Needless to say other pupils have been equally creative when it comes to installing new software on their XOs. My personal favorite in that area was the 6th grader who downloaded and subsequently played a demo of Age of Empires II (a very popular real-time strategy game for Windows which I spent a fair share of my teenager years on) via Wine!
In terms of teacher training ParaguayEduca's approach is also the most extensive one in an OLPC deployment that I'm currently aware of. Rather than training the teachers themselves ParaguayEduca's educational team hired people who they then trained to become "formadores" (teacher trainers). Apart from leading the teacher training sessions these formadores, currently there's 16 of them, spend a lot of time in schools in order to support the regular teachers when it comes to the integration of the XOs in the teaching process.
Additionally all teachers of classes that will receive XOs over the coming months are currently in the process of receiving 150 hours of training before the XOs arrive at their schools. Just to give you a comparison: the Peruvian teachers that are part of the country's "Una laptop por niño" program received 40 hours of training.
With regards to connectivity ParaguayEduca collaborated with Personal, a large telecommunications provider, to setup a WiMAX backbone that connects all the schools which are part of the current 4000 XOs rollout to a 14MBit uplink to the Internet. Additionally Personal is supporting the project by providing this connectivity for free for two years.
All in all it shouldn't be too hard to see that I was seriously impressed by the status quo of ParaguayEduca's project. They have done a great job of building up the team, processes, infrastructure, software and educational capabilities that are necessary for a successful implementation of one laptop per child in Paraguay.
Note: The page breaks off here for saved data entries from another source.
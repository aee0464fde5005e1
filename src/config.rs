//! Tunables loaded from an optional YAML file.
//!
//! Every section is `#[serde(default)]`, so a file only needs the keys it
//! changes. Command-line flags are applied on top in `main`.
//!
//! ```yaml
//! retry:
//!   max_attempts: 3
//!   delay_secs: 10
//! trends:
//!   min_surge_ratio: 2.0
//!   undated: exclude
//! report:
//!   perspective: "a fleet-insurance underwriter"
//!   appendix: raw
//! normalizer:
//!   extra_preambles:
//!     - pattern: '^\s*as requested,?\s*'
//! ```

use crate::api::RetryPolicy;
use crate::normalize::PreambleRuleConfig;
use crate::report::AppendixMode;
use crate::trends::{TrendThresholds, UndatedPolicy};
use serde::{Deserialize, Serialize};
use std::path::Path;
use std::time::Duration;
use thiserror::Error;
use tracing::info;

#[derive(Debug, Error)]
pub enum ConfigError {
    #[error("could not read config file {path}: {source}")]
    Read {
        path: String,
        #[source]
        source: std::io::Error,
    },

    #[error("invalid config file {path}: {source}")]
    Parse {
        path: String,
        #[source]
        source: serde_yaml::Error,
    },
}

#[derive(Debug, Clone, Default, PartialEq, Serialize, Deserialize)]
#[serde(default)]
pub struct AppConfig {
    pub api: ApiConfig,
    pub retry: RetryPolicy,
    pub throttle: Throttle,
    pub trends: TrendSettings,
    pub corpus: CorpusSettings,
    pub report: ReportSettings,
    pub normalizer: NormalizerSettings,
}

impl AppConfig {
    /// Built-in defaults when `path` is `None`.
    pub fn load(path: Option<&Path>) -> Result<Self, ConfigError> {
        let Some(path) = path else {
            return Ok(Self::default());
        };
        let shown = path.display().to_string();
        let raw = std::fs::read_to_string(path).map_err(|source| ConfigError::Read {
            path: shown.clone(),
            source,
        })?;
        let config = Self::from_yaml(&raw).map_err(|source| ConfigError::Parse {
            path: shown.clone(),
            source,
        })?;
        info!(path = %shown, "Loaded configuration");
        Ok(config)
    }

    pub fn from_yaml(raw: &str) -> Result<Self, serde_yaml::Error> {
        if raw.trim().is_empty() {
            return Ok(Self::default());
        }
        serde_yaml::from_str(raw)
    }
}

#[derive(Debug, Clone, PartialEq, Serialize, Deserialize)]
#[serde(default)]
pub struct ApiConfig {
    pub endpoint: String,
    pub timeout_secs: u64,
}

impl Default for ApiConfig {
    fn default() -> Self {
        Self {
            endpoint: "https://ai.potens.ai/api/chat".to_string(),
            timeout_secs: 300,
        }
    }
}

/// Pauses between dependent calls. They keep the run under the remote
/// service's per-minute limits and are part of its contract.
#[derive(Debug, Clone, PartialEq, Serialize, Deserialize)]
#[serde(default)]
pub struct Throttle {
    pub page_delay_ms: u64,
    pub article_delay_ms: u64,
    pub chunk_delay_secs: u64,
    pub batch_delay_ms: u64,
    pub aggregate_delay_ms: u64,
}

impl Default for Throttle {
    fn default() -> Self {
        Self {
            page_delay_ms: 1_000,
            article_delay_ms: 100,
            chunk_delay_secs: 10,
            batch_delay_ms: 500,
            aggregate_delay_ms: 1_000,
        }
    }
}

impl Throttle {
    pub fn page_delay(&self) -> Duration {
        Duration::from_millis(self.page_delay_ms)
    }

    pub fn article_delay(&self) -> Duration {
        Duration::from_millis(self.article_delay_ms)
    }

    pub fn chunk_delay(&self) -> Duration {
        Duration::from_secs(self.chunk_delay_secs)
    }

    pub fn batch_delay(&self) -> Duration {
        Duration::from_millis(self.batch_delay_ms)
    }

    pub fn aggregate_delay(&self) -> Duration {
        Duration::from_millis(self.aggregate_delay_ms)
    }
}

#[derive(Debug, Clone, PartialEq, Serialize, Deserialize)]
#[serde(default)]
pub struct TrendSettings {
    #[serde(flatten)]
    pub thresholds: TrendThresholds,
    /// How many keywords drive article selection after the relevance filter.
    pub top_keywords: usize,
    pub undated: UndatedPolicy,
    pub extra_stopwords: Vec<String>,
}

impl Default for TrendSettings {
    fn default() -> Self {
        Self {
            thresholds: TrendThresholds::default(),
            top_keywords: 3,
            undated: UndatedPolicy::default(),
            extra_stopwords: Vec::new(),
        }
    }
}

/// Corpus pre-compression limits, in characters.
#[derive(Debug, Clone, PartialEq, Serialize, Deserialize)]
#[serde(default)]
pub struct CorpusSettings {
    pub direct_limit_chars: usize,
    pub chunk_chars: usize,
}

impl Default for CorpusSettings {
    fn default() -> Self {
        Self {
            direct_limit_chars: 1_500,
            chunk_chars: 500,
        }
    }
}

#[derive(Debug, Clone, PartialEq, Serialize, Deserialize)]
#[serde(default)]
pub struct ReportSettings {
    /// Persona the relevance filter ranks keywords for.
    pub perspective: String,
    /// Industry the implications section reasons about.
    pub domain: String,
    /// Language the model is asked to answer in.
    pub language: String,
    pub appendix: AppendixMode,
    pub batch_size: usize,
    pub preview_chars: usize,
}

impl Default for ReportSettings {
    fn default() -> Self {
        Self {
            perspective: "an insurance product developer at a car insurer".to_string(),
            domain: "the automobile insurance industry".to_string(),
            language: "Korean".to_string(),
            appendix: AppendixMode::default(),
            batch_size: 3,
            preview_chars: 150,
        }
    }
}

#[derive(Debug, Clone, Default, PartialEq, Serialize, Deserialize)]
#[serde(default)]
pub struct NormalizerSettings {
    pub extra_preambles: Vec<PreambleRuleConfig>,
}

#[cfg(test)]
mod tests {
    use super::*;
    use std::io::Write;

    #[test]
    fn test_defaults() {
        let config = AppConfig::default();
        assert_eq!(config.api.endpoint, "https://ai.potens.ai/api/chat");
        assert_eq!(config.retry.max_attempts, 2);
        assert_eq!(config.retry.delay_secs, 15);
        assert_eq!(config.trends.thresholds.min_surge_ratio, 1.5);
        assert_eq!(config.trends.thresholds.min_recent_freq, 3);
        assert_eq!(config.trends.top_keywords, 3);
        assert_eq!(config.corpus.direct_limit_chars, 1_500);
        assert_eq!(config.report.batch_size, 3);
        assert_eq!(config.throttle.article_delay(), Duration::from_millis(100));
    }

    #[test]
    fn test_partial_yaml_keeps_other_defaults() {
        let yaml = r#"
retry:
  max_attempts: 4
trends:
  min_surge_ratio: 2.0
  undated: exclude
  extra_stopwords: ["속보"]
report:
  appendix: raw
normalizer:
  extra_preambles:
    - pattern: '^\s*as requested,?\s*'
"#;
        let config = AppConfig::from_yaml(yaml).unwrap();
        assert_eq!(config.retry.max_attempts, 4);
        assert_eq!(config.retry.delay_secs, 15);
        assert_eq!(config.trends.thresholds.min_surge_ratio, 2.0);
        assert_eq!(config.trends.thresholds.min_recent_freq, 3);
        assert_eq!(config.trends.undated, UndatedPolicy::Exclude);
        assert_eq!(config.trends.extra_stopwords, vec!["속보".to_string()]);
        assert_eq!(config.report.appendix, AppendixMode::Raw);
        assert_eq!(config.normalizer.extra_preambles.len(), 1);
        assert_eq!(config.api.timeout_secs, 300);
    }

    #[test]
    fn test_empty_yaml_is_default() {
        assert_eq!(AppConfig::from_yaml("  \n").unwrap(), AppConfig::default());
    }

    #[test]
    fn test_load_reports_missing_file() {
        let err = AppConfig::load(Some(Path::new("/definitely/not/here.yaml"))).unwrap_err();
        assert!(matches!(err, ConfigError::Read { ref path, .. } if path == "/definitely/not/here.yaml"));
    }

    #[test]
    fn test_load_from_file() {
        let mut file = tempfile::NamedTempFile::new().unwrap();
        writeln!(file, "throttle:\n  article_delay_ms: 250").unwrap();
        let config = AppConfig::load(Some(file.path())).unwrap();
        assert_eq!(config.throttle.article_delay(), Duration::from_millis(250));
        assert_eq!(config.throttle.chunk_delay(), Duration::from_secs(10));
    }

    #[test]
    fn test_invalid_yaml_is_a_parse_error() {
        let mut file = tempfile::NamedTempFile::new().unwrap();
        writeln!(file, "retry: [not, a, map]").unwrap();
        let err = AppConfig::load(Some(file.path())).unwrap_err();
        assert!(matches!(err, ConfigError::Parse { .. }));
    }
}
#[cfg(test)]
mod tests {
    use super::*;
    use crate::testing::{RecordingSleeper, ScriptedCompletion};
    use chrono::NaiveDate;
    use serde_json::json;
    use std::time::Duration;

    fn gateway(client: ScriptedCompletion, sleeper: RecordingSleeper) -> Gateway<ScriptedCompletion, RecordingSleeper> {
        Gateway::new(
            client,
            sleeper,
            RetryPolicy::default(),
            Throttle::default(),
            CorpusSettings::default(),
            PromptBook::new("Korean", "the automobile insurance industry"),
            Normalizer::default(),
        )
    }

    fn trend(keyword: &str, recent: u32) -> KeywordTrend {
        KeywordTrend {
            keyword: keyword.into(),
            recent_frequency: recent,
            past_frequency: 0,
            surge_ratio: f64::INFINITY,
        }
    }

    fn summarized(title: &str, content: AiText) -> SummarizedArticle {
        SummarizedArticle {
            title: title.into(),
            link: format!("https://example.com/{title}"),
            date: "2025-06-01".into(),
            content,
        }
    }

    fn transport() -> GatewayError {
        GatewayError::TransportFailure {
            status: Some(503),
            detail: "unavailable".into(),
        }
    }

    #[tokio::test]
    async fn test_classify_returns_at_most_five() {
        let client = ScriptedCompletion::new(vec![Ok(Reply::Structured(json!(["a", "b", "c", "d", "e", "f", "g"])))]);
        let gw = gateway(client.clone(), RecordingSleeper::default());

        let keywords = gw.classify_relevant_keywords(&[trend("a", 3)], "an actuary").await;

        assert_eq!(keywords, vec!["a", "b", "c", "d", "e"]);
        assert_eq!(client.structured_calls(), 1);
    }

    #[tokio::test]
    async fn test_classify_schema_mismatch_is_empty() {
        let client = ScriptedCompletion::new(vec![
            Ok(Reply::Structured(json!(["ok", 3]))),
            Ok(Reply::Structured(json!({"keywords": ["ok"]}))),
        ]);
        let gw = gateway(client.clone(), RecordingSleeper::default());

        assert!(gw.classify_relevant_keywords(&[trend("ok", 3)], "p").await.is_empty());
        assert!(gw.classify_relevant_keywords(&[trend("ok", 3)], "p").await.is_empty());
        // schema mismatches are not transport failures; each is a single successful call
        assert_eq!(client.calls(), 2);
    }

    #[tokio::test]
    async fn test_classify_failure_is_empty_after_retries() {
        let client = ScriptedCompletion::always(Err(transport()));
        let sleeper = RecordingSleeper::default();
        let gw = gateway(client.clone(), sleeper.clone());

        assert!(gw.classify_relevant_keywords(&[trend("ev", 3)], "p").await.is_empty());
        assert_eq!(client.calls(), 2);
        assert_eq!(sleeper.pauses(), vec![Duration::from_secs(15)]);
    }

    #[tokio::test]
    async fn test_classify_without_trends_makes_no_call() {
        let client = ScriptedCompletion::default();
        let gw = gateway(client.clone(), RecordingSleeper::default());
        assert!(gw.classify_relevant_keywords(&[], "p").await.is_empty());
        assert_eq!(client.calls(), 0);
    }

    #[tokio::test]
    async fn test_summarize_article_normalizes_reply() {
        let client = ScriptedCompletion::new(vec![Ok(Reply::Text(
            "요약해 드리겠습니다.\n\n- **보험료** 인상이 예고되었습니다.".into(),
        ))]);
        let gw = gateway(client, RecordingSleeper::default());
        let article = Article::new(
            "보험료 인상",
            "https://example.com/1",
            NaiveDate::from_ymd_opt(2025, 6, 1).unwrap(),
            "snippet",
        );

        let summary = gw.summarize_article(&article).await;

        assert_eq!(summary, AiText::Generated("보험료 인상이 예고되었습니다.".into()));
    }

    #[tokio::test]
    async fn test_summarize_article_failure_is_visible() {
        let client = ScriptedCompletion::always(Err(transport()));
        let gw = gateway(client, RecordingSleeper::default());
        let article = Article::new("t", "https://example.com/1", NaiveDate::from_ymd_opt(2025, 6, 1).unwrap(), "");

        let summary = gw.summarize_article(&article).await;

        match summary {
            AiText::Failed(reason) => assert!(reason.starts_with("AI call failed after 2 attempts")),
            other => panic!("expected failure, got {other:?}"),
        }
    }

    #[tokio::test]
    async fn test_summarize_corpus_empty_makes_no_call() {
        let client = ScriptedCompletion::default();
        let gw = gateway(client.clone(), RecordingSleeper::default());

        assert_eq!(gw.summarize_corpus(&[]).await, AiText::Failed(NO_ARTICLES.into()));
        assert_eq!(client.calls(), 0);
    }

    #[tokio::test]
    async fn test_summarize_corpus_all_failed_makes_no_call() {
        let client = ScriptedCompletion::default();
        let gw = gateway(client.clone(), RecordingSleeper::default());

        let result = gw.summarize_corpus(&[summarized("a", AiText::Failed("x".into()))]).await;

        assert!(result.is_failed());
        assert_eq!(client.calls(), 0);
    }

    #[tokio::test]
    async fn test_short_corpus_is_one_call() {
        let client = ScriptedCompletion::always(Ok(Reply::Text("trend".into())));
        let sleeper = RecordingSleeper::default();
        let gw = gateway(client.clone(), sleeper.clone());

        let result = gw
            .summarize_corpus(&[
                summarized("a", AiText::Generated("one".into())),
                summarized("b", AiText::Failed("x".into())),
            ])
            .await;

        assert_eq!(result, AiText::Generated("trend".into()));
        assert_eq!(client.calls(), 1);
        assert!(client.prompts()[0].contains("Summary: one"));
        assert!(!client.prompts()[0].contains("Title: b"));
        assert!(sleeper.pauses().is_empty());
    }

    #[tokio::test]
    async fn test_long_corpus_is_chunked_with_pauses() {
        let client = ScriptedCompletion::always(Ok(Reply::Text("chunk summary".into())));
        let sleeper = RecordingSleeper::default();
        let gw = gateway(client.clone(), sleeper.clone());
        let long = "가".repeat(1_200);

        let result = gw
            .summarize_corpus(&[
                summarized("a", AiText::Generated(long.clone())),
                summarized("b", AiText::Generated(long)),
            ])
            .await;

        assert!(!result.is_failed());
        let calls = client.calls();
        let chunk_calls = calls - 1;
        assert!(chunk_calls >= 5, "expected several chunk calls, got {chunk_calls}");
        assert_eq!(sleeper.pauses().len(), chunk_calls - 1);
        assert!(sleeper.pauses().iter().all(|d| *d == Duration::from_secs(10)));
        assert!(client.prompts().last().unwrap().contains("chunk summary\n\nchunk summary"));
    }

    #[tokio::test]
    async fn test_long_corpus_all_chunks_failing_is_failed() {
        let client = ScriptedCompletion::always(Err(GatewayError::MissingCredential));
        let gw = gateway(client.clone(), RecordingSleeper::default());
        let long = "x".repeat(2_000);

        let result = gw.summarize_corpus(&[summarized("a", AiText::Generated(long))]).await;

        match result {
            AiText::Failed(reason) => assert!(reason.contains("corpus chunks failed")),
            other => panic!("expected failure, got {other:?}"),
        }
    }

    #[tokio::test]
    async fn test_implications_skip_failed_summary() {
        let client = ScriptedCompletion::default();
        let gw = gateway(client.clone(), RecordingSleeper::default());

        let result = gw.infer_domain_implications(&AiText::Failed("boom".into())).await;

        assert_eq!(result, AiText::Failed(format!("{NO_TREND_SUMMARY}: boom")));
        assert_eq!(client.calls(), 0);
    }

    #[tokio::test]
    async fn test_implications_mention_domain() {
        let client = ScriptedCompletion::always(Ok(Reply::Text("premiums may rise".into())));
        let gw = gateway(client.clone(), RecordingSleeper::default());

        let result = gw
            .infer_domain_implications(&AiText::Generated("EV sales surged".into()))
            .await;

        assert_eq!(result, AiText::Generated("premiums may rise".into()));
        assert!(client.prompts()[0].contains("the automobile insurance industry"));
    }

    #[tokio::test]
    async fn test_batches_group_and_pause() {
        let client = ScriptedCompletion::new(vec![
            Ok(Reply::Text("first".into())),
            Err(GatewayError::MissingCredential),
        ]);
        let sleeper = RecordingSleeper::default();
        let gw = gateway(client.clone(), sleeper.clone());
        let articles: Vec<_> = ["a", "b", "c", "d"]
            .iter()
            .map(|t| summarized(t, AiText::Generated(format!("{t} text"))))
            .collect();

        let batches = gw.summarize_batches(&articles, 3).await;

        assert_eq!(batches.len(), 2);
        assert_eq!(batches[0].titles, vec!["a", "b", "c"]);
        assert_eq!(batches[0].summary, AiText::Generated("first".into()));
        assert_eq!(batches[1].titles, vec!["d"]);
        assert!(batches[1].summary.is_failed());
        assert_eq!(sleeper.pauses(), vec![Duration::from_millis(500)]);
    }
}
//! Core runtime services and the module that registers them.

pub mod http;
pub mod jobs;
pub mod module;

pub use http::{HttpExtension, HttpSettings, ServerSettings};
pub use jobs::{AppBootstrapper, AutoStartService, Cronjob, CronjobService, Job};
pub use module::RuntimeModule;

pub const HTTP_EXTENSION: &str = "HttpExtension";
pub const APP_BOOTSTRAPPER: &str = "AppBootstrapper";
pub const AUTO_START_SERVICE: &str = "AutoStartService";
pub const CRONJOB_SERVICE: &str = "CronjobService";
pub const RESUME_PROCESS_SERVICE: &str = "ResumeProcessService";

/// Started after the application, each on its own.
pub const AUTO_START_SERVICES: [&str; 2] = [AUTO_START_SERVICE, CRONJOB_SERVICE];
The big question now is how well all of these structures and processes will scale as the project's size more than doubles from the current 4000 XOs to approximately 9000 XOs over the coming months. This growth will be challenging for all areas of the initiative, ranging from how XOs are repaired to how to deal with weak formadores (which of course also exist). In terms of long-term sustainability it will also be interesting to see how keys aspects like the Internet connectivity are maintained and financed once the support from Personal ends.
It's obviously not possible to simply throw twice as many resources at everything so the core challenge for ParaguayEduca over the next 12 to 18 months will be how to grow what is an effective project into one that is also efficient on a potentially nation-wide scale.
However based on the organization's track record so far I would say that it is in a very good position to run a successful OLPC / Sugar project over the coming years. Therefore I would highly recommend everyone in the OLPC / Sugar and larger ICT4E context to keep a close eye on ParaguayEduca's work - and of course also the evaluations of its work by organizations such as the Inter-American Development Bank - over the coming months and years.